If the chatbot-training system determines, in block 316, that there are no related intents available, the chatbot-training system determines, in block 326, whether further customization to the intent hierarchy is required. Further customization may be required if there are additional intents available for which the chatbot-training system has not yet performed blocks 302 and 304, for example. In some embodiments, this may include intents that were determined to be related to the utterance intent in block 316 but were kept distinct from the utterance intent in block 324.
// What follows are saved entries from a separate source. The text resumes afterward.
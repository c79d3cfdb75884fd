//! Pull, merge and push of the local snapshot against the remote document.
//!
//! Only one sync pass runs at a time; a caller that finds one in flight gets
//! [`SyncOutcome::AlreadyRunning`] back instead of waiting. Local mutations are
//! queued as [`PendingChange`]s and replayed on top of the merged snapshot, so
//! an offline delete is not undone by the remote copy still holding the
//! record. A failed pass puts its changes back at the front of the queue; the
//! next trigger (connectivity, login, manual sync, mutation) is the retry.

use crate::clock::Clock;
use crate::errors::{RemoteError, SyncError};
use crate::events::AppEvent;
use crate::merge::merge;
use crate::models::{ChangeKind, PendingChange, RemoteSnapshot};
use crate::remote::BlobStore;
use crate::state::SharedSnapshot;
use crate::storage::LocalStore;
use crate::tracker::{apply_change, refresh_derived};
use serde::Serialize;
use std::collections::VecDeque;
use std::sync::atomic::{AtomicBool, AtomicI64, Ordering};
use std::sync::{Arc, Mutex};
use std::time::Duration;
use tokio::sync::broadcast;
use tracing::{debug, info, warn};

#[derive(Debug, Clone, PartialEq, Eq, Serialize)]
#[serde(tag = "outcome", rename_all = "snake_case")]
pub enum SyncOutcome {
    /// No remote backend configured.
    LocalOnly,
    Offline,
    SignedOut,
    AlreadyRunning,
    /// Remote already matched the merged snapshot; nothing was written.
    Unchanged,
    Pushed,
    Created { id: String },
}

#[derive(Debug, Clone, Serialize)]
pub struct SyncStatus {
    pub backend: Option<String>,
    pub online: bool,
    pub authenticated: bool,
    pub pending: usize,
    pub remote_id: Option<String>,
    pub migration_done: bool,
    pub last_sync: Option<i64>,
}

pub struct SyncOrchestrator {
    store: LocalStore,
    data: SharedSnapshot,
    remote: Option<Arc<dyn BlobStore>>,
    clock: Arc<dyn Clock>,
    pending: Mutex<VecDeque<PendingChange>>,
    in_flight: tokio::sync::Mutex<()>,
    online: AtomicBool,
    authenticated: AtomicBool,
    last_sync: AtomicI64,
}

impl SyncOrchestrator {
    pub fn new(
        store: LocalStore,
        data: SharedSnapshot,
        remote: Option<Arc<dyn BlobStore>>,
        clock: Arc<dyn Clock>,
        online: bool,
    ) -> Self {
        Self {
            store,
            data,
            remote,
            clock,
            pending: Mutex::new(VecDeque::new()),
            in_flight: tokio::sync::Mutex::new(()),
            online: AtomicBool::new(online),
            authenticated: AtomicBool::new(false),
            last_sync: AtomicI64::new(0),
        }
    }

    pub fn is_online(&self) -> bool {
        self.online.load(Ordering::SeqCst)
    }

    pub fn set_online(&self, online: bool) {
        self.online.store(online, Ordering::SeqCst);
    }

    pub fn is_authenticated(&self) -> bool {
        self.authenticated.load(Ordering::SeqCst)
    }

    pub fn set_authenticated(&self, authenticated: bool) {
        self.authenticated.store(authenticated, Ordering::SeqCst);
    }

    pub fn pending_len(&self) -> usize {
        self.pending.lock().map(|queue| queue.len()).unwrap_or(0)
    }

    pub fn pending(&self) -> Vec<PendingChange> {
        self.pending
            .lock()
            .map(|queue| queue.iter().cloned().collect())
            .unwrap_or_default()
    }

    pub fn clear_pending(&self) {
        if let Ok(mut queue) = self.pending.lock() {
            queue.clear();
        }
    }

    fn take_pending(&self) -> Vec<PendingChange> {
        self.pending
            .lock()
            .map(|mut queue| queue.drain(..).collect())
            .unwrap_or_default()
    }

    /// Put failed changes back ahead of anything queued meanwhile.
    fn requeue_front(&self, changes: Vec<PendingChange>) {
        if let Ok(mut queue) = self.pending.lock() {
            for change in changes.into_iter().rev() {
                queue.push_front(change);
            }
        }
    }

    /// Queue a local mutation stamped at `timestamp`, then flush right away
    /// when online and signed in. Returns the number of changes still waiting
    /// afterwards.
    pub async fn enqueue(&self, kind: ChangeKind, timestamp: i64) -> usize {
        if self.remote.is_none() {
            return 0;
        }

        let change = PendingChange { kind, timestamp };
        if let Ok(mut queue) = self.pending.lock() {
            queue.push_back(change);
        }

        if self.is_online() && self.is_authenticated() {
            match self.sync_all().await {
                Ok(outcome) => debug!("flushed pending changes: {outcome:?}"),
                Err(err) => warn!("flush failed, keeping changes queued: {err}"),
            }
        }
        self.pending_len()
    }

    pub async fn sync_all(&self) -> Result<SyncOutcome, SyncError> {
        let Some(remote) = self.remote.as_deref() else {
            return Ok(SyncOutcome::LocalOnly);
        };
        if !self.is_online() {
            return Ok(SyncOutcome::Offline);
        }
        if !self.is_authenticated() {
            return Ok(SyncOutcome::SignedOut);
        }
        let Ok(_guard) = self.in_flight.try_lock() else {
            debug!("sync already in progress");
            return Ok(SyncOutcome::AlreadyRunning);
        };

        let replay = self.take_pending();
        match self.sync_pass(remote, &replay).await {
            Ok(outcome) => {
                self.last_sync.store(self.clock.now_millis(), Ordering::SeqCst);
                info!("sync finished: {outcome:?}");
                Ok(outcome)
            }
            Err(err) => {
                warn!(
                    "sync failed, re-queueing {} change(s): {err}",
                    replay.len()
                );
                self.requeue_front(replay);
                Err(err)
            }
        }
    }

    async fn sync_pass(
        &self,
        remote: &dyn BlobStore,
        replay: &[PendingChange],
    ) -> Result<SyncOutcome, SyncError> {
        let remote_id = self.store.remote_id().await;
        let fetched = match &remote_id {
            Some(id) => match remote.read(id).await {
                Ok(doc) => Some(
                    serde_json::from_value::<RemoteSnapshot>(doc)
                        .map_err(|err| RemoteError::Decode(err.to_string()))?,
                ),
                Err(RemoteError::NotFound(_)) => {
                    info!("remote document {id} is gone, a new one will be created");
                    None
                }
                Err(err) => return Err(err.into()),
            },
            None => None,
        };

        let merged = {
            let mut data = self.data.lock().await;
            let mut merged = merge(fetched.as_ref(), &data, self.clock.today());
            for change in replay {
                apply_change(&mut merged, &change.kind, change.timestamp);
            }
            refresh_derived(&mut merged, self.clock.today(), self.clock.now_millis());
            if merged != *data {
                self.store.save_snapshot(&merged).await?;
                *data = merged.clone();
            }
            merged
        };

        let doc = RemoteSnapshot::from(&merged);
        match (remote_id, fetched) {
            (Some(id), Some(existing)) => {
                if existing == doc {
                    return Ok(SyncOutcome::Unchanged);
                }
                let payload = serde_json::to_value(&doc)
                    .map_err(|err| RemoteError::Decode(err.to_string()))?;
                remote.update(&id, &payload).await?;
                Ok(SyncOutcome::Pushed)
            }
            _ => {
                let payload = serde_json::to_value(&doc)
                    .map_err(|err| RemoteError::Decode(err.to_string()))?;
                let id = remote.create(&payload).await?;
                self.store.set_remote_id(Some(&id)).await?;
                if !self.store.migration_done().await {
                    self.store.mark_migration_done().await?;
                    info!("uploaded local data to new remote document {id}");
                }
                Ok(SyncOutcome::Created { id })
            }
        }
    }

    /// Delete the remote document and forget its id. Local data is kept.
    pub async fn reset_remote(&self) -> Result<Option<String>, SyncError> {
        let remote = self.remote.as_deref().ok_or(RemoteError::NotConfigured)?;
        let _guard = self.in_flight.lock().await;
        let Some(id) = self.store.remote_id().await else {
            return Ok(None);
        };

        match remote.delete(&id).await {
            Ok(()) | Err(RemoteError::NotFound(_)) => {}
            Err(err) => return Err(err.into()),
        }
        self.store.set_remote_id(None).await?;
        info!("removed remote document {id}");
        Ok(Some(id))
    }

    pub async fn handle_event(&self, event: &AppEvent) {
        match event {
            AppEvent::Online => {
                self.set_online(true);
                self.sync_logged("connectivity restored").await;
            }
            AppEvent::Offline => self.set_online(false),
            AppEvent::LoggedIn { user_id } => {
                self.set_authenticated(true);
                self.sync_logged(&format!("{user_id} logged in")).await;
            }
            AppEvent::LoggedOut => {
                // Already applied when the handler delivered it directly.
                if !self.authenticated.swap(false, Ordering::SeqCst) {
                    return;
                }
                let dropped = self.pending_len();
                self.clear_pending();
                if dropped > 0 {
                    info!("logged out, dropped {dropped} pending change(s)");
                }
            }
        }
    }

    async fn sync_logged(&self, reason: &str) {
        match self.sync_all().await {
            Ok(outcome) => debug!("sync after {reason}: {outcome:?}"),
            Err(err) => warn!("sync after {reason} failed: {err}"),
        }
    }

    pub fn spawn_event_loop(self: Arc<Self>, mut events: broadcast::Receiver<AppEvent>) {
        tokio::spawn(async move {
            loop {
                match events.recv().await {
                    Ok(event) => self.handle_event(&event).await,
                    Err(broadcast::error::RecvError::Lagged(skipped)) => {
                        warn!("sync listener skipped {skipped} event(s)");
                    }
                    Err(broadcast::error::RecvError::Closed) => break,
                }
            }
        });
    }

    pub fn spawn_periodic(self: Arc<Self>, period: Duration) {
        tokio::spawn(async move {
            let mut interval = tokio::time::interval(period);
            interval.tick().await;
            loop {
                interval.tick().await;
                self.sync_logged("interval").await;
            }
        });
    }

    pub async fn status(&self) -> SyncStatus {
        let last_sync = self.last_sync.load(Ordering::SeqCst);
        SyncStatus {
            backend: self
                .remote
                .as_ref()
                .map(|remote| remote.backend_name().to_string()),
            online: self.is_online(),
            authenticated: self.is_authenticated(),
            pending: self.pending_len(),
            remote_id: self.store.remote_id().await,
            migration_done: self.store.migration_done().await,
            last_sync: (last_sync > 0).then_some(last_sync),
        }
    }
}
If the chatbot-training system determines that further customization is required, the chatbot-training system returns to block 302 to select a new structured utterance associated with a new utterance intent. The chatbot-training system will then continue method 300 to continue customizing the intent hierarchy. However, if the chatbot-training system determines in block 326 that further customization is not required, the chatbot-training system ends method 300, completing (at least for the time being), the customization of the intent hierarchy. At this point the customizations performed during method 300 may be presented to the chatbot trainer for confirmation. At this point the chatbot-training system may also use the customized intent hierarchy to create a precisely granular intent list for the chatbot.
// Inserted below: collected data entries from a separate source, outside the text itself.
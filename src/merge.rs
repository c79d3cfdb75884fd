//! Reconciliation of the remote document with the local snapshot.
//!
//! Records merge per date (newer timestamp wins, remote wins ties) and user
//! profiles per id (remote wins). The challenge definition is taken from the
//! remote when present. Streak and challenge progress are recomputed from the
//! merged records rather than copied from either side, and achievements merge
//! as a monotonic union.

use crate::achievements::merge_achievements;
use crate::challenge::refresh_challenge;
use crate::models::{Record, RemoteSnapshot, Snapshot, UserProfile};
use crate::streak::compute_streak;
use crate::tracker::recompute_deltas;
use chrono::NaiveDate;
use std::collections::BTreeMap;

/// Merge two record lists by date. The result is sorted newest first.
pub fn merge_records(remote: &[Record], local: &[Record]) -> Vec<Record> {
    let mut by_date: BTreeMap<NaiveDate, Record> = BTreeMap::new();
    for record in local {
        by_date.insert(record.date, record.clone());
    }
    for record in remote {
        match by_date.get(&record.date) {
            Some(existing) if existing.timestamp > record.timestamp => {}
            _ => {
                by_date.insert(record.date, record.clone());
            }
        }
    }
    by_date.into_values().rev().collect()
}

/// Union of profiles by id; remote entries replace local ones.
pub fn merge_profiles(remote: &[UserProfile], local: &[UserProfile]) -> Vec<UserProfile> {
    let mut merged: Vec<UserProfile> = remote.to_vec();
    for profile in local {
        if !merged.iter().any(|existing| existing.id == profile.id) {
            merged.push(profile.clone());
        }
    }
    merged
}

pub fn merge(remote: Option<&RemoteSnapshot>, local: &Snapshot, today: NaiveDate) -> Snapshot {
    let Some(remote) = remote else {
        return local.clone();
    };

    let mut records = merge_records(&remote.records, &local.records);
    records.reverse();
    recompute_deltas(&mut records, 0);

    let previous_longest = remote
        .streak
        .as_ref()
        .map(|streak| streak.longest_streak)
        .unwrap_or(0)
        .max(local.streak.longest_streak);
    let streak = compute_streak(&records, previous_longest, today);

    let achievements = match &remote.achievements {
        Some(theirs) => merge_achievements(theirs, &local.achievements),
        None => local.achievements.clone(),
    };

    let mut challenge = remote.challenge.clone().or_else(|| local.challenge.clone());
    if let Some(challenge) = challenge.as_mut() {
        let completed_locally = local.challenge.as_ref().is_some_and(|c| {
            c.completed && c.start_date == challenge.start_date && c.target == challenge.target
        });
        if completed_locally && !challenge.completed {
            challenge.completed = true;
            challenge.completed_date = local.challenge.as_ref().and_then(|c| c.completed_date);
        }
        refresh_challenge(challenge, &records);
    }

    Snapshot {
        records,
        streak,
        achievements,
        challenge,
        users: merge_profiles(&remote.users, &local.users),
    }
}
use coin_tracker::{
    AppState, Config,
    clock::{Clock, SystemClock},
    remote::{BlobStore, JsonBinClient},
    router,
};
use std::{net::SocketAddr, sync::Arc};
use tracing::{info, warn};
use tracing_subscriber::{EnvFilter, fmt};

#[tokio::main]
async fn main() -> Result<(), Box<dyn std::error::Error>> {
    fmt()
        .with_env_filter(EnvFilter::from_default_env().add_directive("info".parse()?))
        .init();

    let config = Config::from_env();
    let remote: Option<Arc<dyn BlobStore>> = match &config.remote {
        Some(remote) => {
            info!("syncing against {}", remote.base_url);
            Some(Arc::new(JsonBinClient::new(remote)?))
        }
        None => {
            warn!("BLOB_API_URL not set, running local-only");
            None
        }
    };
    let clock: Arc<dyn Clock> = Arc::new(SystemClock);

    let state = AppState::start(&config, remote, clock).await?;
    let app = router(state);

    let addr = SocketAddr::from(([0, 0, 0, 0], config.port));
    info!("listening on http://{addr}");
    let listener = tokio::net::TcpListener::bind(addr).await?;
    axum::serve(listener, app)
        .with_graceful_shutdown(shutdown_signal())
        .await?;

    Ok(())
}

async fn shutdown_signal() {
    if let Err(err) = tokio::signal::ctrl_c().await {
        warn!("failed to listen for shutdown signal: {err}");
        std::future::pending::<()>().await;
    }
    info!("shutting down");
}
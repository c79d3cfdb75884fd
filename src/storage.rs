//! File-backed key/value store. Every key lives in `<data_dir>/<key>.json`.

use crate::errors::StoreError;
use crate::models::{AchievementSet, ChallengeState, Record, Snapshot, StreakState, UserProfile};
use crate::tracker::recompute_deltas;
use serde::{Serialize, de::DeserializeOwned};
use std::path::{Path, PathBuf};
use tokio::fs;
use tracing::error;

#[derive(Debug, Clone, Copy, PartialEq, Eq)]
pub enum StoreKey {
    Records,
    Streak,
    Achievements,
    Challenge,
    Users,
    CurrentUser,
    RemoteId,
    MigrationDone,
}

impl StoreKey {
    pub fn as_str(self) -> &'static str {
        match self {
            StoreKey::Records => "records",
            StoreKey::Streak => "streak",
            StoreKey::Achievements => "achievements",
            StoreKey::Challenge => "challenge",
            StoreKey::Users => "users",
            StoreKey::CurrentUser => "current_user",
            StoreKey::RemoteId => "remote_id",
            StoreKey::MigrationDone => "migration_done",
        }
    }
}

#[derive(Debug, Clone)]
pub struct LocalStore {
    dir: PathBuf,
}

impl LocalStore {
    pub async fn open(dir: impl Into<PathBuf>) -> Result<Self, StoreError> {
        let dir = dir.into();
        fs::create_dir_all(&dir).await.map_err(|source| StoreError::Io {
            key: "data_dir",
            source,
        })?;
        Ok(Self { dir })
    }

    pub fn dir(&self) -> &Path {
        &self.dir
    }

    fn path(&self, key: StoreKey) -> PathBuf {
        self.dir.join(format!("{}.json", key.as_str()))
    }

    /// Missing or unreadable keys yield the type's default.
    pub async fn load<T>(&self, key: StoreKey) -> T
    where
        T: DeserializeOwned + Default,
    {
        let path = self.path(key);
        match fs::read(&path).await {
            Ok(bytes) => match serde_json::from_slice(&bytes) {
                Ok(value) => value,
                Err(err) => {
                    error!("failed to parse {}: {err}", key.as_str());
                    T::default()
                }
            },
            Err(err) if err.kind() == std::io::ErrorKind::NotFound => T::default(),
            Err(err) => {
                error!("failed to read {}: {err}", key.as_str());
                T::default()
            }
        }
    }

    pub async fn save<T>(&self, key: StoreKey, value: &T) -> Result<(), StoreError>
    where
        T: Serialize + ?Sized,
    {
        let payload = serde_json::to_vec_pretty(value).map_err(|source| StoreError::Encode {
            key: key.as_str(),
            source,
        })?;
        fs::write(self.path(key), payload)
            .await
            .map_err(|source| StoreError::Io {
                key: key.as_str(),
                source,
            })
    }

    pub async fn load_snapshot(&self) -> Snapshot {
        let records: Vec<Record> = self.load(StoreKey::Records).await;
        let streak: StreakState = self.load(StoreKey::Streak).await;
        let achievements: AchievementSet = self.load(StoreKey::Achievements).await;
        let challenge: Option<ChallengeState> = self.load(StoreKey::Challenge).await;
        let users: Vec<UserProfile> = self.load(StoreKey::Users).await;

        let mut snapshot = Snapshot {
            records,
            streak,
            achievements,
            challenge,
            users,
        };
        snapshot.records.sort_by_key(|record| record.date);
        recompute_deltas(&mut snapshot.records, 0);
        snapshot
    }

    pub async fn save_snapshot(&self, snapshot: &Snapshot) -> Result<(), StoreError> {
        self.save(StoreKey::Records, &snapshot.records).await?;
        self.save(StoreKey::Streak, &snapshot.streak).await?;
        self.save(StoreKey::Achievements, &snapshot.achievements).await?;
        self.save(StoreKey::Challenge, &snapshot.challenge).await?;
        self.save(StoreKey::Users, &snapshot.users).await?;
        Ok(())
    }

    pub async fn remote_id(&self) -> Option<String> {
        self.load(StoreKey::RemoteId).await
    }

    pub async fn set_remote_id(&self, id: Option<&str>) -> Result<(), StoreError> {
        self.save(StoreKey::RemoteId, &id).await
    }

    pub async fn migration_done(&self) -> bool {
        self.load(StoreKey::MigrationDone).await
    }

    pub async fn mark_migration_done(&self) -> Result<(), StoreError> {
        self.save(StoreKey::MigrationDone, &true).await
    }
}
In some embodiments, a customized intent hierarchy for a chatbot may be periodically analyzed once the chatbot has been deployed. For example, a chatbot-training system may continue to monitor a chatbot while the chatbot is communicating with end users. That chatbot-training system may collect that chatbot's real-world conversation data and add the utterances from that conversation data to the list of historical utterances with which the chatbot's intent hierarchy was originally trained. The chatbot-training system may then retrain the chatbot with the updated data (for example, by performing a process similar to blocks 104 of method 100). The chatbot-training system may also perform silhouette interpretation and hierarchical balancing on this updated intent hierarchy to identify potential issues with the updated hierarchy. If the chatbot-training system determines that the updated intent hierarchy is improved, it could incorporate it into the deployed chatbot.
After a chatbot-training system has developed a customized intent hierarchy and intent list for the chatbot, the chatbot-training system may then develop a set of logic flows for those intents (and the utterances associated therewith). In some embodiments of the present disclosure, a chatbot-training system may do this in a way that significantly reduces the input necessary from chatbot trainers. As discussed previously, typical chatbot logic flows are often created manually, which can require a significant time investment on the part of personnel who are aware of the chatbot's purpose (e.g., chatbot owners) and the personnel who are capable of programming the logic flow into the chatbot (e.g., chatbot developers). This can result in a significant number of back-and-fourth iterations between these two individuals, potentially costing a lot of time and money.
FIG. 4 illustrates a method 400 by which a chatbot-training system can develop logic flows for an intent list (for example, an intent list created from a customized intent hierarchy) while significantly reducing the input necessary for chatbot trainers. Method 400 may develop logic flows by staging and storing training conversations for a set of intents. Method 400 begins at block 402, in which an utterance associated with an intent in an intent list is obtained. The manner by which the utterance is obtained may vary based on the embodiment and use case. In some embodiments, for example, this utterance may be obtained by selecting a random intent in the intent list and selecting a random utterance associated with that intent. In other embodiments, an utterance associated with a greeting intent may be chosen. In other embodiments, the chatbot-training system may prompt a chatbot trainer to select an utterance (for example, a chatbot trainer may select from a set of utterances displayed on a graphic-user interface or may search the intent hierarchy for an intent or utterance).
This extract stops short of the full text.